§ WHAT THE TASK ASKS
Will you restate verbatim the lines running from the line with "mod modality;" to the end of the data, leaving out everything else?

§ LISTED RECORDS

//! Scalar commonizers over small lattices.

mod modality;
mod visibility;

pub use modality::commonize_modality;
pub use visibility::{
    equalize_visibility, lower_visibility, EqualizingVisibility, LoweringVisibility,
    VisibilityFact,
};

#[cfg(test)]
mod tests;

§ RESPONSE TO THIS TASK
mod modality;
mod visibility;

pub use modality::commonize_modality;
pub use visibility::{
    equalize_visibility, lower_visibility, EqualizingVisibility, LoweringVisibility,
    VisibilityFact,
};

#[cfg(test)]
mod tests;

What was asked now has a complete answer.